Shahi’s journey to achieving 100% renewable electricity

Shahi’s Journey To Achieving 100% Renewable Electricity
The fashion industry, like many others, is energy-intensive. To find solutions to the climate change challenges it becomes imperative for all stakeholders in the value chain to play their part in driving decarbonization. As India’s largest apparel manufacturer and exporter, Shahi hopes to support the long-term sustainability of the fashion industry with a vision to power its operations with 100% renewable electricity. This blog post summarizes the insights from interviews with our management on our approach towards energy conservation and clean energy transition. 

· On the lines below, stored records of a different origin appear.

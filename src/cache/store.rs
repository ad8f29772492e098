//! Deployment state persistence.
//!
//! `save` is a full overwrite. [`FileCacheStore`] writes to a temporary
//! file in the cache directory and renames it over the target, so a crash
//! mid-save leaves the previous file intact.

use dashmap::DashMap;
use std::fs::{self, File};
use std::io::{BufReader, BufWriter, Write};
use std::path::{Path, PathBuf};
use std::sync::atomic::{AtomicUsize, Ordering};
use std::sync::Arc;
use tempfile::NamedTempFile;
use thiserror::Error;

use crate::cache::state::DeploymentState;

#[derive(Debug, Error)]
pub enum CacheError {
    #[error("cache I/O error at {path}: {source}")]
    Io {
        path: PathBuf,
        #[source]
        source: std::io::Error,
    },

    #[error("cache file {path} is not valid JSON: {source}")]
    Corrupt {
        path: PathBuf,
        #[source]
        source: serde_json::Error,
    },
}

/// Load/save interface for deployment state.
pub trait CacheStore: Send + Sync {
    /// Load the state for `(env, cache_name)`, `None` when nothing is stored.
    fn load(&self, env: &str, cache_name: &str) -> Result<Option<DeploymentState>, CacheError>;

    /// Overwrite the stored state. `env` and `cache_name` are stamped into it.
    fn save(&self, env: &str, cache_name: &str, state: &DeploymentState) -> Result<(), CacheError>;
}

/// One JSON file per `(env, cache_name)` under a directory.
#[derive(Debug, Clone)]
pub struct FileCacheStore {
    dir: PathBuf,
}

impl FileCacheStore {
    pub fn new(dir: impl Into<PathBuf>) -> Self {
        Self { dir: dir.into() }
    }

    /// Path of the cache file; legacy files lack the `.json` extension.
    pub fn cache_path(&self, env: &str, cache_name: &str, legacy: bool) -> PathBuf {
        let filename = format!("{}-{}", env, cache_name);
        if legacy {
            self.dir.join(filename)
        } else {
            self.dir.join(format!("{}.json", filename))
        }
    }

    fn read(path: &Path) -> Result<DeploymentState, CacheError> {
        let file = File::open(path).map_err(|source| CacheError::Io {
            path: path.to_path_buf(),
            source,
        })?;
        serde_json::from_reader(BufReader::new(file)).map_err(|source| CacheError::Corrupt {
            path: path.to_path_buf(),
            source,
        })
    }
}

impl CacheStore for FileCacheStore {
    fn load(&self, env: &str, cache_name: &str) -> Result<Option<DeploymentState>, CacheError> {
        for legacy in [false, true] {
            let path = self.cache_path(env, cache_name, legacy);
            if path.is_file() {
                let state = Self::read(&path)?;
                tracing::info!(
                    path = %path.display(),
                    items = state.items.len(),
                    legacy,
                    "Loaded deployment cache"
                );
                return Ok(Some(state));
            }
        }
        Ok(None)
    }

    fn save(&self, env: &str, cache_name: &str, state: &DeploymentState) -> Result<(), CacheError> {
        let io_err = |path: &Path| {
            let path = path.to_path_buf();
            move |source: std::io::Error| CacheError::Io { path, source }
        };

        fs::create_dir_all(&self.dir).map_err(io_err(&self.dir))?;
        let path = self.cache_path(env, cache_name, false);

        let mut stamped = state.clone();
        stamped.env = env.to_string();
        stamped.cache_name = cache_name.to_string();

        let tmp = NamedTempFile::new_in(&self.dir).map_err(io_err(&self.dir))?;
        {
            let mut writer = BufWriter::new(tmp.as_file());
            serde_json::to_writer(&mut writer, &stamped).map_err(|source| CacheError::Corrupt {
                path: path.clone(),
                source,
            })?;
            writer.flush().map_err(io_err(tmp.path()))?;
        }
        tmp.as_file().sync_all().map_err(io_err(tmp.path()))?;
        tmp.persist(&path).map_err(|e| CacheError::Io {
            path: path.clone(),
            source: e.error,
        })?;

        tracing::debug!(
            path = %path.display(),
            on_chain = stamped.on_chain_count(),
            items = stamped.items.len(),
            "Saved deployment cache"
        );
        Ok(())
    }
}

/// In-process store, keyed like the file store.
#[derive(Debug, Clone, Default)]
pub struct MemoryCacheStore {
    inner: Arc<DashMap<(String, String), DeploymentState>>,
    saves: Arc<AtomicUsize>,
}

impl MemoryCacheStore {
    pub fn new() -> Self {
        Self::default()
    }

    /// Number of `save` calls so far.
    pub fn save_count(&self) -> usize {
        self.saves.load(Ordering::SeqCst)
    }
}

impl CacheStore for MemoryCacheStore {
    fn load(&self, env: &str, cache_name: &str) -> Result<Option<DeploymentState>, CacheError> {
        Ok(self
            .inner
            .get(&(env.to_string(), cache_name.to_string()))
            .map(|entry| entry.value().clone()))
    }

    fn save(&self, env: &str, cache_name: &str, state: &DeploymentState) -> Result<(), CacheError> {
        let mut stamped = state.clone();
        stamped.env = env.to_string();
        stamped.cache_name = cache_name.to_string();
        self.inner.insert((env.to_string(), cache_name.to_string()), stamped);
        self.saves.fetch_add(1, Ordering::SeqCst);
        Ok(())
    }
}
//! Ledger RPC client with timeout and error handling.
//!
//! # Responsibilities
//! - Submit transactions and block until they confirm or error
//! - Query account existence and data
//! - Enumerate program accounts owned by an authority
//!
//! [`Ledger`] is the seam the deploy, mint and withdraw flows are written
//! against; [`RpcLedger`] is the network-backed implementation.

use async_trait::async_trait;
use solana_account_decoder::{UiAccountEncoding, UiDataSliceConfig};
use solana_client::nonblocking::rpc_client::RpcClient;
use solana_client::rpc_config::{RpcAccountInfoConfig, RpcProgramAccountsConfig};
use solana_client::rpc_filter::{Memcmp, RpcFilterType};
use solana_sdk::{
    account::Account,
    commitment_config::CommitmentConfig,
    instruction::Instruction,
    pubkey::Pubkey,
    signature::{Keypair, Signature},
    transaction::Transaction,
};
use std::time::Duration;

use crate::blockchain::program::AUTHORITY_OFFSET;
use crate::blockchain::types::{BlockchainError, BlockchainResult};
use crate::config::schema::ClusterConfig;

/// A program account and its current balance.
#[derive(Debug, Clone, Copy, PartialEq, Eq)]
pub struct OwnedAccount {
    pub address: Pubkey,
    pub lamports: u64,
}

/// Operations the tool needs from the ledger network.
#[async_trait]
pub trait Ledger: Send + Sync {
    /// Sign `instructions` with `signers`, submit them as one transaction and
    /// wait for confirmation.
    async fn send_and_confirm(
        &self,
        instructions: &[Instruction],
        payer: &Pubkey,
        signers: &[&Keypair],
    ) -> BlockchainResult<Signature>;

    /// Fetch an account, `None` when it does not exist.
    async fn get_account(&self, address: &Pubkey) -> BlockchainResult<Option<Account>>;

    /// Whether an account exists at `address`.
    async fn account_exists(&self, address: &Pubkey) -> BlockchainResult<bool> {
        Ok(self.get_account(address).await?.is_some())
    }

    /// Minimum balance for an account of `size` bytes to be rent exempt.
    async fn minimum_balance_for_rent_exemption(&self, size: usize) -> BlockchainResult<u64>;

    /// All accounts of `program` whose authority field equals `authority`.
    async fn program_accounts_by_authority(
        &self,
        program: &Pubkey,
        authority: &Pubkey,
    ) -> BlockchainResult<Vec<OwnedAccount>>;
}

/// [`Ledger`] backed by a JSON-RPC endpoint.
pub struct RpcLedger {
    rpc: RpcClient,
    rpc_url: String,
    commitment: CommitmentConfig,
}

impl RpcLedger {
    /// Create a client for `rpc_url` using the cluster timeout and commitment.
    pub fn new(rpc_url: String, cluster: &ClusterConfig) -> Self {
        let commitment = cluster.commitment_config();
        let rpc = RpcClient::new_with_timeout_and_commitment(
            rpc_url.clone(),
            Duration::from_secs(cluster.rpc_timeout_secs),
            commitment,
        );

        tracing::info!(
            rpc_url = %rpc_url,
            timeout_secs = cluster.rpc_timeout_secs,
            commitment = ?commitment.commitment,
            "Ledger client initialized"
        );

        Self {
            rpc,
            rpc_url,
            commitment,
        }
    }

    /// Endpoint this client talks to.
    pub fn rpc_url(&self) -> &str {
        &self.rpc_url
    }
}

#[async_trait]
impl Ledger for RpcLedger {
    async fn send_and_confirm(
        &self,
        instructions: &[Instruction],
        payer: &Pubkey,
        signers: &[&Keypair],
    ) -> BlockchainResult<Signature> {
        let blockhash = self
            .rpc
            .get_latest_blockhash()
            .await
            .map_err(|e| BlockchainError::Rpc(format!("latest blockhash: {}", e)))?;

        let mut tx = Transaction::new_with_payer(instructions, Some(payer));
        tx.try_sign(signers, blockhash)
            .map_err(|e| BlockchainError::Signing(e.to_string()))?;

        let signature = self
            .rpc
            .send_and_confirm_transaction(&tx)
            .await
            .map_err(|e| BlockchainError::Transaction(e.to_string()))?;

        tracing::debug!(signature = %signature, instructions = instructions.len(), "Transaction confirmed");
        Ok(signature)
    }

    async fn get_account(&self, address: &Pubkey) -> BlockchainResult<Option<Account>> {
        self.rpc
            .get_account_with_commitment(address, self.commitment)
            .await
            .map(|response| response.value)
            .map_err(|e| BlockchainError::Rpc(format!("get account {}: {}", address, e)))
    }

    async fn minimum_balance_for_rent_exemption(&self, size: usize) -> BlockchainResult<u64> {
        self.rpc
            .get_minimum_balance_for_rent_exemption(size)
            .await
            .map_err(|e| BlockchainError::Rpc(format!("rent exemption for {} bytes: {}", size, e)))
    }

    async fn program_accounts_by_authority(
        &self,
        program: &Pubkey,
        authority: &Pubkey,
    ) -> BlockchainResult<Vec<OwnedAccount>> {
        let config = RpcProgramAccountsConfig {
            filters: Some(vec![RpcFilterType::Memcmp(Memcmp::new_base58_encoded(
                AUTHORITY_OFFSET,
                authority.as_ref(),
            ))]),
            account_config: RpcAccountInfoConfig {
                encoding: Some(UiAccountEncoding::Base64),
                // only balances are needed
                data_slice: Some(UiDataSliceConfig {
                    offset: 0,
                    length: 0,
                }),
                commitment: Some(self.commitment),
                ..RpcAccountInfoConfig::default()
            },
            ..RpcProgramAccountsConfig::default()
        };

        let accounts = self
            .rpc
            .get_program_accounts_with_config(program, config)
            .await
            .map_err(|e| BlockchainError::Rpc(format!("program accounts of {}: {}", program, e)))?;

        Ok(accounts
            .into_iter()
            .map(|(address, account)| OwnedAccount {
                address,
                lamports: account.lamports,
            })
            .collect())
    }
}

impl std::fmt::Debug for RpcLedger {
    fn fmt(&self, f: &mut std::fmt::Formatter<'_>) -> std::fmt::Result {
        f.debug_struct("RpcLedger")
            .field("rpc_url", &self.rpc_url)
            .field("commitment", &self.commitment.commitment)
            .finish()
    }
}

#[cfg(test)]
mod tests {
    use super::*;

    #[test]
    fn test_client_creation() {
        // Construction does not touch the network
        let cluster = ClusterConfig::default();
        let ledger = RpcLedger::new("http://127.0.0.1:8899".to_string(), &cluster);
        assert_eq!(ledger.rpc_url(), "http://127.0.0.1:8899");
        assert!(format!("{:?}", ledger).contains("127.0.0.1:8899"));
    }

    #[tokio::test]
    async fn test_unreachable_endpoint_reports_rpc_error() {
        let mut cluster = ClusterConfig::default();
        cluster.rpc_timeout_secs = 1;
        // Port 9 (discard) is not an RPC server
        let ledger = RpcLedger::new("http://127.0.0.1:9".to_string(), &cluster);

        let result = ledger.minimum_balance_for_rent_exemption(128).await;
        assert!(matches!(result, Err(BlockchainError::Rpc(_))));
    }
}
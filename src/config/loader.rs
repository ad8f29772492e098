//! Configuration loading from disk.

use std::fs;
use std::path::Path;
use thiserror::Error;

use crate::blockchain::types::BlockchainError;
use crate::config::deployment::RawDeploymentConfig;
use crate::config::schema::ToolConfig;
use crate::config::validation::{validate_tool_config, ValidationError};

/// Error type for configuration loading.
#[derive(Debug, Error)]
pub enum ConfigError {
    #[error("IO error: {0}")]
    Io(#[source] std::io::Error),

    #[error("Parse error: {0}")]
    Parse(#[source] toml::de::Error),

    #[error("JSON error: {0}")]
    Json(#[source] serde_json::Error),

    #[error("Validation failed: {}", join_errors(.0))]
    Validation(Vec<ValidationError>),

    /// A ledger lookup needed to resolve the document failed.
    #[error("Ledger error: {0}")]
    Ledger(#[source] BlockchainError),
}

fn join_errors(errors: &[ValidationError]) -> String {
    errors
        .iter()
        .map(ToString::to_string)
        .collect::<Vec<_>>()
        .join(", ")
}

/// Load and validate operator settings from a TOML file.
pub fn load_tool_config(path: &Path) -> Result<ToolConfig, ConfigError> {
    let content = fs::read_to_string(path).map_err(ConfigError::Io)?;
    let config: ToolConfig = toml::from_str(&content).map_err(ConfigError::Parse)?;

    validate_tool_config(&config).map_err(ConfigError::Validation)?;

    Ok(config)
}

/// Load operator settings, falling back to defaults when no path is given.
pub fn load_tool_config_or_default(path: Option<&Path>) -> Result<ToolConfig, ConfigError> {
    match path {
        Some(path) => load_tool_config(path),
        None => Ok(ToolConfig::default()),
    }
}

/// Read a configuration input document (JSON).
///
/// Only syntax is checked here; semantic validation happens during
/// resolution.
pub fn load_deployment_config(path: &Path) -> Result<RawDeploymentConfig, ConfigError> {
    let content = fs::read_to_string(path).map_err(ConfigError::Io)?;
    serde_json::from_str(&content).map_err(ConfigError::Json)
}
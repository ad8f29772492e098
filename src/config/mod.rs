//! Configuration management subsystem.
//!
//! # Data Flow
//! ```text
//! operator settings (TOML, optional)
//!     → loader.rs (parse & deserialize)
//!     → validation.rs (semantic checks)
//!     → ToolConfig (endpoints, cache dir, upload batching, program id)
//!
//! configuration input document (JSON)
//!     → loader.rs (parse)
//!     → deployment.rs (validate, scale prices, check payment accounts)
//!     → DeploymentSettings (read once per deploy run)
//! ```
//!
//! # Design Decisions
//! - Config is immutable once loaded
//! - All operator settings have defaults to allow running without a file
//! - Validation separates syntactic (serde) from semantic checks

pub mod deployment;
pub mod loader;
pub mod schema;
pub mod validation;

pub use deployment::{resolve_deployment, DeploymentSettings, ItemSource, RawDeploymentConfig};
pub use loader::{load_deployment_config, load_tool_config, load_tool_config_or_default, ConfigError};
pub use schema::{CacheConfig, ClusterConfig, ToolConfig, UploadConfig};
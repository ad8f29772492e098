//! Ledger integration subsystem.
//!
//! # Data Flow
//! ```text
//! keypair file
//!     → wallet.rs (key loading)
//! record address / mint
//!     → address.rs (program-derived addresses)
//!     → program.rs (record layout, instruction encoders)
//!     → client.rs (submit, confirm, account queries)
//! ```
//!
//! # Security Constraints
//! - Never log secret key material
//! - All RPC calls carry the cluster timeout
//! - Address strings are parsed at the boundary, never inside derivations

pub mod address;
pub mod client;
pub mod program;
pub mod types;
pub mod wallet;

pub use address::AddressDeriver;
pub use client::{Ledger, OwnedAccount, RpcLedger};
pub use types::{BlockchainError, BlockchainResult};
pub use wallet::load_keypair;
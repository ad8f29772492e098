//! candy-operator command line.
//!
//! ```text
//! candy-operator [--settings PATH] [--log-level LEVEL] <command>
//!
//!   deploy    create the configuration record and upload its items
//!   mint      mint one item from a deployed record
//!   withdraw  drain balances of every record owned by the keypair
//! ```

use clap::{Args, Parser, Subcommand};
use solana_sdk::pubkey::Pubkey;
use solana_sdk::signature::Signer;
use std::path::PathBuf;
use std::process::ExitCode;
use std::sync::Arc;
use std::time::Instant;

use candy_operator::blockchain::types::parse_address;
use candy_operator::blockchain::{load_keypair, AddressDeriver, Ledger, RpcLedger};
use candy_operator::cache::{CacheStore, FileCacheStore};
use candy_operator::config::schema::DEFAULT_ENV;
use candy_operator::config::{
    load_deployment_config, load_tool_config_or_default, resolve_deployment, ToolConfig,
};
use candy_operator::deploy::{ConfigUploader, DeploymentOrchestrator};
use candy_operator::mint::{mint_one, MintTransactionBuilder};
use candy_operator::observability::init_logging;
use candy_operator::withdraw::{CharityShare, WithdrawalSweeper};

#[derive(Parser)]
#[command(name = "candy-operator", version)]
#[command(about = "Deploy, mint from and withdraw candy machine configuration records", long_about = None)]
struct Cli {
    /// Operator settings file (TOML).
    #[arg(long, global = true, env = "CANDY_OPERATOR_SETTINGS")]
    settings: Option<PathBuf>,

    /// Log level or filter directives; overrides RUST_LOG.
    #[arg(short, long, global = true)]
    log_level: Option<String>,

    #[command(subcommand)]
    command: Commands,
}

#[derive(Args)]
struct Common {
    /// Signing keypair file.
    #[arg(short, long)]
    keypair: PathBuf,

    /// Cluster name.
    #[arg(short, long, default_value = DEFAULT_ENV)]
    env: String,

    /// Custom RPC endpoint, overrides the cluster name.
    #[arg(short, long)]
    rpc_url: Option<String>,
}

#[derive(Subcommand)]
enum Commands {
    /// Create the configuration record and upload its items
    Deploy {
        #[command(flatten)]
        common: Common,

        #[arg(short, long, default_value = "temp")]
        cache_name: String,

        /// Configuration input document (JSON).
        #[arg(long)]
        config_path: PathBuf,
    },
    /// Mint one item
    Mint {
        #[command(flatten)]
        common: Common,

        #[arg(short, long, default_value = "temp")]
        cache_name: String,

        /// Record address; defaults to the cached deployment.
        #[arg(long)]
        candy_machine: Option<String>,
    },
    /// Withdraw record balances to the authority
    Withdraw {
        #[command(flatten)]
        common: Common,

        /// Report totals without submitting anything.
        #[arg(long)]
        dry_run: bool,

        /// Charity address receiving a share of each balance.
        #[arg(long)]
        charity: Option<String>,

        /// Charity share, 0-100.
        #[arg(long, default_value_t = 0.0)]
        charity_percent: f64,
    },
}

type CliResult<T> = Result<T, Box<dyn std::error::Error>>;

#[tokio::main]
async fn main() -> CliResult<ExitCode> {
    let cli = Cli::parse();
    init_logging(cli.log_level.as_deref());

    let config = load_tool_config_or_default(cli.settings.as_deref())?;
    let program_id = parse_address(&config.program.candy_machine_id)?;

    let started = Instant::now();
    let successful = match cli.command {
        Commands::Deploy {
            common,
            cache_name,
            config_path,
        } => deploy(&config, program_id, &common, &cache_name, config_path).await?,
        Commands::Mint {
            common,
            cache_name,
            candy_machine,
        } => mint(&config, program_id, &common, &cache_name, candy_machine.as_deref()).await?,
        Commands::Withdraw {
            common,
            dry_run,
            charity,
            charity_percent,
        } => withdraw(&config, program_id, &common, dry_run, charity.as_deref(), charity_percent).await?,
    };

    tracing::info!(elapsed_secs = started.elapsed().as_secs_f64(), "Finished");
    println!("Done. Successful = {}.", successful);
    Ok(if successful {
        ExitCode::SUCCESS
    } else {
        ExitCode::FAILURE
    })
}

fn connect(config: &ToolConfig, common: &Common) -> Arc<dyn Ledger> {
    let rpc_url = config.cluster.resolve_url(&common.env, common.rpc_url.as_deref());
    tracing::info!(env = %common.env, rpc_url = %rpc_url, "Connecting to cluster");
    Arc::new(RpcLedger::new(rpc_url, &config.cluster))
}

async fn deploy(
    config: &ToolConfig,
    program_id: Pubkey,
    common: &Common,
    cache_name: &str,
    config_path: PathBuf,
) -> CliResult<bool> {
    let payer = load_keypair(&common.keypair)?;
    let ledger = connect(config, common);
    let store: Arc<dyn CacheStore> = Arc::new(FileCacheStore::new(config.cache.dir.clone()));

    let raw = load_deployment_config(&config_path)?;
    let settings = resolve_deployment(raw, &payer.pubkey(), ledger.as_ref()).await?;

    let uploader = ConfigUploader::new(ledger.clone(), store.clone(), config.upload, program_id);
    let orchestrator = DeploymentOrchestrator::new(ledger, store, uploader, program_id, &common.env, cache_name);
    let report = orchestrator.deploy(&settings, &payer).await?;

    tracing::info!(
        candy_machine = %report.record.ledger_address,
        uuid = %report.record.identity_tag,
        created = report.created,
        phases = ?report.phases,
        "Deploy finished"
    );
    if let Some(upload) = &report.upload {
        for failure in &upload.failures {
            tracing::warn!(
                start_index = failure.start_index,
                end_index = failure.end_index,
                "Group not written; rerun deploy to retry"
            );
        }
    }
    Ok(report.success())
}

async fn mint(
    config: &ToolConfig,
    program_id: Pubkey,
    common: &Common,
    cache_name: &str,
    candy_machine: Option<&str>,
) -> CliResult<bool> {
    let buyer = load_keypair(&common.keypair)?;
    let candy_machine = match candy_machine {
        Some(address) => parse_address(address)?,
        None => FileCacheStore::new(config.cache.dir.clone())
            .load(&common.env, cache_name)?
            .map(|state| state.record())
            .transpose()?
            .flatten()
            .map(|record| record.ledger_address)
            .ok_or("no --candy-machine given and no deployment cached")?,
    };

    let ledger = connect(config, common);
    let builder = MintTransactionBuilder::new(AddressDeriver::new(program_id));
    let receipt = mint_one(ledger.as_ref(), &builder, &candy_machine, &buyer).await?;
    tracing::info!(mint = %receipt.mint, signature = %receipt.signature, "Mint confirmed");
    Ok(true)
}

async fn withdraw(
    config: &ToolConfig,
    program_id: Pubkey,
    common: &Common,
    dry_run: bool,
    charity: Option<&str>,
    charity_percent: f64,
) -> CliResult<bool> {
    let charity = match charity {
        Some(address) => Some(CharityShare::new(parse_address(address)?, charity_percent)?),
        None => {
            CharityShare::new(Pubkey::default(), charity_percent)?;
            if charity_percent > 0.0 {
                return Err("--charity-percent requires --charity".into());
            }
            None
        }
    };

    let authority = load_keypair(&common.keypair)?;
    let sweeper = WithdrawalSweeper::new(connect(config, common), program_id);
    let report = sweeper.sweep(&authority, charity.as_ref(), dry_run).await?;

    tracing::info!(
        records = report.record_count,
        lamports = report.total_lamports,
        donation = report.donation_lamports,
        succeeded = report.success_count,
        dry_run,
        "Withdraw finished"
    );
    Ok(report.success())
}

In the decade of climate action 

The world must act now to minimize the worst consequences of climate change and limit global warming to 1.5 °C by 2030 as per the Paris Climate Agreement. The fashion industry is a major contributor to climate change responsible for 2.1 billion metric tons of greenhouse gas (GHG) emissions in 2018 (4% of the global emissions). On the other hand, this industry holds the potential to cut around 1 billion metric tons of GHG emissions by 2030 by improvements in energy efficiency and a transition from fossil fuels to renewable energy sources at the manufacturing and fiber production stage (Mckinsey, 2020).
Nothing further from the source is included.